C and P tells the story of a contrite murderer, Rodion Raskolnikov, who, unfortunately, is both contrite and un-contrite at the same time. Raskolnikov, in fact, has a split personality and is a typical example of one of Dostoevsky's paranoiac types.

In reading this novel you get the feeling that the author wants his main character saved in the end, wants Raskolnikov to somehow choose the way of the saintly Sonya, who knows in her heart that this man is good and wants him along with herself, in the camp of Jesus Christ.

But Dostoevsky finds himself in a quandary: the novel has run to 450 pages and the main character is still good and evil simultaneously. So the author makes one last effort to get Raskolnikov right with God in the epilogue.

Here we learn that Raskolnikov had once helped a poor consumptive student and his ailing father, had, as well, rescued two little children from a fire. But still he is proud, and for Dostoevsky pride is of the devil. Until the hero humbles himself he cannot hope to be saved.

Note the episode describing Raskolnikov, under Sonya's influence, on the way to the police station to confess his crime. She tells him that he must fall down and kiss the earth he has defiled. He does. But then, when bystanders begin laughing at him, his pride reassert itself and he fails to say aloud (as Sonya has told him) "I am a murderer." Note the comments of the bystanders:

"It's because he's on his way to Jerusalem, boys, and he's saying good-bye to his family and his country. He's bowing down to the whole world and kissing the famous city of St. Petersburg and the soil it stands on" (Norton Critical Ed. of C and P, Jessie Coulson trans., p. 445).

This is a telling statement. Sonya (and Dostoevsky) would like to think that Raskolnikov is bound for  "Jerusalem," where he can find expiation of his crime and salvation, but he still has a long way to go. He is supposed to kiss the good earth, an ancient symbol of warmth and benevolence for Russians, but he ends up kissing the soil of St. Petersburg--the city that, for Dostoevsky symbolizes all the unease and malevolence that works on his hero's psyche, symbolizes, as well, the evil and rationalist ideas imported to Russia from the West.

Back to the epilogue. By the time we arrive here the author is desperate to get his hero saved. Dostoevsky, Christian author that he is, would have the reader believe that in a sudden burst of light, and, of course, with the help of the saintly Sonya, his hero finally receives God's grace:

"How it happened he himself did not know, but suddenly he seemed to be seized and cast at her feet. He clasped her knees and wept. For a moment she was terribly frightened, and her face grew white. . . . . But at once, in that instant, she understood. . . she no longer doubted that he loved her forever and that now, at last, the moment had come. . . . " (463).


Thing is, I don't believe a bit of this. Here we have a mentally ill character who goes round and round for 463 pages, alternating Christian love with satanic hatred, and suddenly he finds himself a salvation of sorts.
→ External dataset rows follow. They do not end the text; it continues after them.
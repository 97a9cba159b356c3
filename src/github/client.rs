use async_trait::async_trait;
use jsonwebtoken::EncodingKey;
use reqwest::{
    header::{self, HeaderMap, HeaderValue},
    Client, RequestBuilder, Response,
};
use serde::{de::DeserializeOwned, Deserialize, Serialize};
use tracing::{debug, trace};
use url::Url;

use crate::{
    config::WardenConfig,
    github::{
        auth::{create_app_jwt, parse_private_key},
        ApiError, Commit, GitHubApi, PullRequestRef, PullRequestState, RepositoryRef, Result,
        Workflow,
    },
};

const API_VERSION: &str = "2022-11-28";
const PER_PAGE: usize = 100;

/// Authenticated as the GitHub App itself. Only used to mint installation tokens.
pub struct GitHubApp {
    http: Client,
    api_base: Url,
    app_id: String,
    key: EncodingKey,
}

impl GitHubApp {
    pub fn new(config: &WardenConfig) -> Result<Self> {
        let mut headers = HeaderMap::new();
        headers.insert(
            header::ACCEPT,
            HeaderValue::from_static("application/vnd.github+json"),
        );
        headers.insert("X-GitHub-Api-Version", HeaderValue::from_static(API_VERSION));

        let http = Client::builder()
            .user_agent(concat!(env!("CARGO_PKG_NAME"), "/", env!("CARGO_PKG_VERSION")))
            .default_headers(headers)
            .build()?;

        Ok(Self {
            http,
            api_base: config.api_base.clone(),
            app_id: config.app_id.clone(),
            key: parse_private_key(&config.private_key)?,
        })
    }

    fn app_jwt(&self) -> Result<String> {
        create_app_jwt(&self.key, &self.app_id)
    }

    /// Name of the app we are authenticated as.
    #[tracing::instrument(skip(self))]
    pub async fn authenticated_app(&self) -> Result<String> {
        #[derive(Deserialize)]
        struct App {
            name: String,
        }

        let app: App = send_json(
            self.http
                .get(build_url(&self.api_base, "/app"))
                .bearer_auth(self.app_jwt()?),
        )
        .await?;

        Ok(app.name)
    }

    /// Creates a client acting on behalf of an installation. Tokens are never cached, each call
    /// requests a fresh one.
    #[tracing::instrument(skip(self))]
    pub async fn installation_client(&self, installation_id: u64) -> Result<InstallationClient> {
        #[derive(Deserialize)]
        struct AccessToken {
            token: String,
        }

        let access: AccessToken = send_json(
            self.http
                .post(build_url(
                    &self.api_base,
                    &format!("/app/installations/{}/access_tokens", installation_id),
                ))
                .bearer_auth(self.app_jwt()?),
        )
        .await?;
        debug!("obtained token for installation {}", installation_id);

        Ok(InstallationClient {
            http: self.http.clone(),
            api_base: self.api_base.clone(),
            token: access.token,
        })
    }
}

pub struct InstallationClient {
    http: Client,
    api_base: Url,
    token: String,
}

impl InstallationClient {
    fn get(&self, path: &str) -> RequestBuilder {
        self.http
            .get(build_url(&self.api_base, path))
            .bearer_auth(&self.token)
    }

    fn post(&self, path: &str) -> RequestBuilder {
        self.http
            .post(build_url(&self.api_base, path))
            .bearer_auth(&self.token)
    }

    fn put(&self, path: &str) -> RequestBuilder {
        self.http
            .put(build_url(&self.api_base, path))
            .bearer_auth(&self.token)
    }

    fn patch(&self, path: &str) -> RequestBuilder {
        self.http
            .patch(build_url(&self.api_base, path))
            .bearer_auth(&self.token)
    }
}

#[async_trait]
impl GitHubApi for InstallationClient {
    #[tracing::instrument(skip(self))]
    async fn list_repo_workflows(&self, repo: &RepositoryRef) -> Result<Vec<Workflow>> {
        #[derive(Deserialize)]
        struct Page {
            workflows: Vec<Workflow>,
        }

        let path = format!("/repos/{}/{}/actions/workflows", repo.owner, repo.name);
        let mut workflows = Vec::new();
        for page in 1.. {
            let Page { workflows: batch } =
                send_json(self.get(&path).query(&page_query(page))).await?;
            let last = batch.len() < PER_PAGE;
            workflows.extend(batch);
            if last {
                break;
            }
        }

        Ok(workflows)
    }

    #[tracing::instrument(skip(self))]
    async fn enable_workflow(&self, repo: &RepositoryRef, workflow_id: u64) -> Result<()> {
        send(self.put(&format!(
            "/repos/{}/{}/actions/workflows/{}/enable",
            repo.owner, repo.name, workflow_id
        )))
        .await?;

        Ok(())
    }

    #[tracing::instrument(skip(self, body))]
    async fn create_comment(&self, pr: &PullRequestRef, body: &str) -> Result<u64> {
        #[derive(Serialize)]
        struct Request<'a> {
            body: &'a str,
        }

        #[derive(Deserialize)]
        struct Response {
            id: u64,
        }

        let response: Response = send_json(
            self.post(&format!(
                "/repos/{}/{}/issues/{}/comments",
                pr.repository.owner, pr.repository.name, pr.number
            ))
            .json(&Request { body }),
        )
        .await?;

        Ok(response.id)
    }

    #[tracing::instrument(skip(self))]
    async fn list_pull_commits(&self, pr: &PullRequestRef) -> Result<Vec<Commit>> {
        let path = format!(
            "/repos/{}/{}/pulls/{}/commits",
            pr.repository.owner, pr.repository.name, pr.number
        );
        let mut commits = Vec::new();
        for page in 1.. {
            let batch: Vec<Commit> = send_json(self.get(&path).query(&page_query(page))).await?;
            let last = batch.len() < PER_PAGE;
            commits.extend(batch);
            if last {
                break;
            }
        }

        Ok(commits)
    }

    #[tracing::instrument(skip(self))]
    async fn update_pull_request_state(
        &self,
        pr: &PullRequestRef,
        state: PullRequestState,
    ) -> Result<()> {
        #[derive(Serialize)]
        struct Request {
            state: PullRequestState,
        }

        send(
            self.patch(&format!(
                "/repos/{}/{}/pulls/{}",
                pr.repository.owner, pr.repository.name, pr.number
            ))
            .json(&Request { state }),
        )
        .await?;

        Ok(())
    }
}

fn build_url(base: &Url, path: &str) -> String {
    format!("{}{}", base.as_str().trim_end_matches('/'), path)
}

fn page_query(page: usize) -> [(&'static str, usize); 2] {
    [("per_page", PER_PAGE), ("page", page)]
}

async fn send(request: RequestBuilder) -> Result<Response> {
    let response = request.send().await?;
    let status = response.status();
    trace!("GitHub answered {} for {}", status, response.url());

    if status.is_success() {
        return Ok(response);
    }

    let body = response.text().await?;
    Err(ApiError::Response {
        status: status.as_u16(),
        message: error_message(&body),
    })
}

async fn send_json<T: DeserializeOwned>(request: RequestBuilder) -> Result<T> {
    Ok(send(request).await?.json().await?)
}

/// GitHub error bodies look like `{"message": "Not Found", "documentation_url": "..."}`.
fn error_message(body: &str) -> String {
    #[derive(Deserialize)]
    struct ErrorBody {
        message: String,
    }

    match serde_json::from_str::<ErrorBody>(body) {
        Ok(ErrorBody { message }) => message,
        Err(_) => body.trim().to_owned(),
    }
}
use serde::Deserialize;

use crate::{
    github::PullRequestRef,
    webhooks::github::events::{
        pull_request_ref, GitHubUser, Installation, PullRequest, Repository,
    },
};

#[derive(Debug, Deserialize)]
pub struct PullRequestReviewEvent {
    pub repository: Repository,
    pub pull_request: PullRequest,
    pub review: Review,
    pub installation: Option<Installation>,
    pub action: ReviewAction,
}

impl PullRequestReviewEvent {
    pub fn pull_request_ref(&self) -> PullRequestRef {
        pull_request_ref(&self.repository, &self.pull_request)
    }
}

#[derive(Debug, Deserialize)]
pub struct Review {
    pub state: String,
    pub user: GitHubUser,
}

#[derive(Debug, Clone, PartialEq, Eq, Hash, Deserialize)]
#[serde(from = "String")]
pub enum ReviewAction {
    Submitted,
    Edited,
    Dismissed,
    Other(String),
}

impl From<String> for ReviewAction {
    fn from(action: String) -> Self {
        match action.as_str() {
            "submitted" => Self::Submitted,
            "edited" => Self::Edited,
            "dismissed" => Self::Dismissed,
            _ => Self::Other(action),
        }
    }
}

impl ReviewAction {
    pub fn as_str(&self) -> &str {
        match self {
            Self::Submitted => "submitted",
            Self::Edited => "edited",
            Self::Dismissed => "dismissed",
            Self::Other(action) => action,
        }
    }
}
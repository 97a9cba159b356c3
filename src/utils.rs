/// Truncates long titles so log lines stay on one screen line.
pub(crate) fn shorten_content(content: &str) -> String {
    let max_length = 72;
    if content.chars().count() <= max_length {
        content.to_owned()
    } else {
        content.chars().take(max_length).collect::<String>() + "…"
    }
}
use tracing::{debug, info, trace};

use crate::{
    github::{GitHubApi, Result},
    webhooks::github::PullRequestEvent,
};

/// Fetches the commits of the pull request so they can be checked. No rule is enforced on them
/// for now: commits are only logged.
pub(crate) async fn validate_commits(
    api: &dyn GitHubApi,
    event: &PullRequestEvent,
) -> Result<()> {
    info!(
        "Received a pull request event for #{}",
        event.pull_request.number
    );

    let pr = event.pull_request_ref();
    let commits = api.list_pull_commits(&pr).await?;
    debug!("fetched {} commit(s) for {}", commits.len(), pr);

    for commit in &commits {
        trace!("{}: {}", commit.sha, commit.title());
    }

    Ok(())
}

#[cfg(test)]
mod tests {
    use pretty_assertions::assert_eq;

    use super::*;
    use crate::{
        github::{
            testing::{Call, FakeGitHub},
            PullRequestRef, RepositoryRef,
        },
        webhooks::github::{fixtures, GitHubEvent, GitHubEventType},
    };

    #[tokio::test]
    async fn test_only_lists_commits() {
        let payload =
            fixtures::pull_request_payload("synchronize", "acme", "widgets", 42).to_string();
        let Ok(Some(GitHubEvent::PullRequest(event))) =
            GitHubEvent::from_payload(&GitHubEventType::PullRequest, &payload)
        else {
            panic!("expected a pull request event");
        };
        let api = FakeGitHub {
            commits: serde_json::from_value(serde_json::json!([
                { "sha": "6dcb09b5", "commit": { "message": "Fix tests", "author": null } },
            ]))
            .unwrap(),
            ..Default::default()
        };

        validate_commits(&api, &event).await.unwrap();

        assert_eq!(
            api.calls(),
            vec![Call::ListCommits(PullRequestRef {
                repository: RepositoryRef::new("acme", "widgets"),
                number: 42,
            })]
        );
    }
}
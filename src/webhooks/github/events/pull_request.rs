use serde::Deserialize;

use crate::{
    github::PullRequestRef,
    webhooks::github::events::{pull_request_ref, Installation, PullRequest, Repository},
};

#[derive(Debug, Deserialize)]
pub struct PullRequestEvent {
    pub repository: Repository,
    pub pull_request: PullRequest,
    pub installation: Option<Installation>,
    pub action: PullRequestAction,
}

impl PullRequestEvent {
    pub fn pull_request_ref(&self) -> PullRequestRef {
        pull_request_ref(&self.repository, &self.pull_request)
    }
}

#[derive(Debug, Clone, PartialEq, Eq, Hash, Deserialize)]
#[serde(from = "String")]
pub enum PullRequestAction {
    Opened,
    Reopened,
    ReadyForReview,
    Synchronize,
    Edited,
    Other(String),
}

impl From<String> for PullRequestAction {
    fn from(action: String) -> Self {
        match action.as_str() {
            "opened" => Self::Opened,
            "reopened" => Self::Reopened,
            "ready_for_review" => Self::ReadyForReview,
            "synchronize" => Self::Synchronize,
            "edited" => Self::Edited,
            _ => Self::Other(action),
        }
    }
}

impl PullRequestAction {
    pub fn as_str(&self) -> &str {
        match self {
            Self::Opened => "opened",
            Self::Reopened => "reopened",
            Self::ReadyForReview => "ready_for_review",
            Self::Synchronize => "synchronize",
            Self::Edited => "edited",
            Self::Other(action) => action,
        }
    }
}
The whole passage is, basically, made up of empty, forced rhetoric. The author, exasperated with his crazy character, prods him with a stick, forcing him, finally, over onto the lap of Jesus Christ:
"Come on, now. Get on over there! Stop resisting; I said you're saved!"

Of course, even Dostoevsky realizes the false note here. He starts hedging around almost immediately on the last two pages of the epilogue, suggesting that no, Raskolnikov is really not quite saved yet. He will still have a difficult struggle ahead of him. What has just happened, the clasping of Sonya's knees, the receipt of God's grace, is just the first step on his path to salvation.

Oddly enough, Dostoevsky ends Crime and Punishment by describing how the story is not over, suggesting that another whole novel might have to be written before the story is finally told:

"But that is the beginning of a new story, the story of the gradual renewal of a man, of his gradual regeneration, of his slow progress from one world to another, of how he learned to know a hitherto-undreamed-of reality. All that might be the subject of a new tale, but our present one is ended" (465).

This writing of a novel that is not finished when you get it written recalls Nikolai Gogol and his magnum opus, Dead Souls. Gogol ended the first volume (the only one published in his lifetime) on a lofty note, promising great things to come, including the redemption of his rogue hero Chichikov and many other wonderful developments for Russia in the two volumes to come. In his megalomania Gogol seemed to believe that when he finished the trilogy of Dead Souls he would find the secret to the meaning of Russian reality and of life itself. He never finished even the second volume to his satisfaction, and when his great dream died he went crazy and starved himself to death.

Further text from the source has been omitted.